*** INPUT ***
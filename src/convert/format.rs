//! Number formatting for display
//!
//! Renders results the way the dashboard shows them: grouped thousands,
//! up to eight fraction digits, no trailing zeros.

/// Maximum fraction digits kept in a formatted result
pub const MAX_FRACTION_DIGITS: usize = 8;

/// Format a number for display (`1234567.5` -> `"1,234,567.5"`)
pub fn format_number(value: f64) -> String {
    if !value.is_finite() {
        return value.to_string();
    }

    let fixed = format!("{:.*}", MAX_FRACTION_DIGITS, value);
    let (int_part, frac_part) = fixed.split_once('.').unwrap_or((fixed.as_str(), ""));
    let frac = frac_part.trim_end_matches('0');

    let (negative, digits) = match int_part.strip_prefix('-') {
        Some(digits) => (true, digits),
        None => (false, int_part),
    };

    // Anything that rounds to zero prints as plain "0"
    let is_zero = frac.is_empty() && digits.bytes().all(|b| b == b'0');

    let mut out = String::with_capacity(fixed.len() + digits.len() / 3 + 1);
    if negative && !is_zero {
        out.push('-');
    }
    out.push_str(&group_thousands(digits));
    if !frac.is_empty() {
        out.push('.');
        out.push_str(frac);
    }
    out
}

fn group_thousands(digits: &str) -> String {
    let len = digits.len();
    let mut out = String::with_capacity(len + len / 3);
    for (i, c) in digits.chars().enumerate() {
        if i > 0 && (len - i) % 3 == 0 {
            out.push(',');
        }
        out.push(c);
    }
    out
}

#[cfg(test)]
mod tests {
    use super::*;

    #[test]
    fn test_integers() {
        assert_eq!(format_number(1.0), "1");
        assert_eq!(format_number(0.0), "0");
        assert_eq!(format_number(999.0), "999");
        assert_eq!(format_number(1000.0), "1,000");
        assert_eq!(format_number(1234567.0), "1,234,567");
    }

    #[test]
    fn test_fractions() {
        assert_eq!(format_number(1234567.891), "1,234,567.891");
        assert_eq!(format_number(1.0 / 3.0), "0.33333333");
        assert_eq!(format_number(0.5), "0.5");
    }

    #[test]
    fn test_negative_and_zero() {
        assert_eq!(format_number(-1234.5), "-1,234.5");
        assert_eq!(format_number(-0.0), "0");
        assert_eq!(format_number(-0.000000001), "0");
        assert_eq!(format_number(0.000000001), "0");
    }

    #[test]
    fn test_large_values() {
        assert_eq!(format_number(6.242e18), "6,242,000,000,000,000,000");
    }
}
***
§ **WHAT TO WORK ON**:
The answer should reproduce all of the data without any alteration.

§ **RESPONSE AREA**:
filename src/convert/format.rs
//! Number formatting for display
//!
//! Renders results the way the dashboard shows them: grouped thousands,
//! up to eight fraction digits, no trailing zeros.

/// Maximum fraction digits kept in a formatted result
pub const MAX_FRACTION_DIGITS: usize = 8;

/// Format a number for display (`1234567.5` -> `"1,234,567.5"`)
pub fn format_number(value: f64) -> String {
    if !value.is_finite() {
        return value.to_string();
    }

    let fixed = format!("{:.*}", MAX_FRACTION_DIGITS, value);
    let (int_part, frac_part) = fixed.split_once('.').unwrap_or((fixed.as_str(), ""));
    let frac = frac_part.trim_end_matches('0');

    let (negative, digits) = match int_part.strip_prefix('-') {
        Some(digits) => (true, digits),
        None => (false, int_part),
    };

    // Anything that rounds to zero prints as plain "0"
    let is_zero = frac.is_empty() && digits.bytes().all(|b| b == b'0');

    let mut out = String::with_capacity(fixed.len() + digits.len() / 3 + 1);
    if negative && !is_zero {
        out.push('-');
    }
    out.push_str(&group_thousands(digits));
    if !frac.is_empty() {
        out.push('.');
        out.push_str(frac);
    }
    out
}

fn group_thousands(digits: &str) -> String {
    let len = digits.len();
    let mut out = String::with_capacity(len + len / 3);
    for (i, c) in digits.chars().enumerate() {
        if i > 0 && (len - i) % 3 == 0 {
            out.push(',');
        }
        out.push(c);
    }
    out
}

#[cfg(test)]
mod tests {
    use super::*;

    #[test]
    fn test_integers() {
        assert_eq!(format_number(1.0), "1");
        assert_eq!(format_number(0.0), "0");
        assert_eq!(format_number(999.0), "999");
        assert_eq!(format_number(1000.0), "1,000");
        assert_eq!(format_number(1234567.0), "1,234,567");
    }

    #[test]
    fn test_fractions() {
        assert_eq!(format_number(1234567.891), "1,234,567.891");
        assert_eq!(format_number(1.0 / 3.0), "0.33333333");
        assert_eq!(format_number(0.5), "0.5");
    }

    #[test]
    fn test_negative_and_zero() {
        assert_eq!(format_number(-1234.5), "-1,234.5");
        assert_eq!(format_number(-0.0), "0");
        assert_eq!(format_number(-0.000000001), "0");
        assert_eq!(format_number(0.000000001), "0");
    }

    #[test]
    fn test_large_values() {
        assert_eq!(format_number(6.242e18), "6,242,000,000,000,000,000");
    }
}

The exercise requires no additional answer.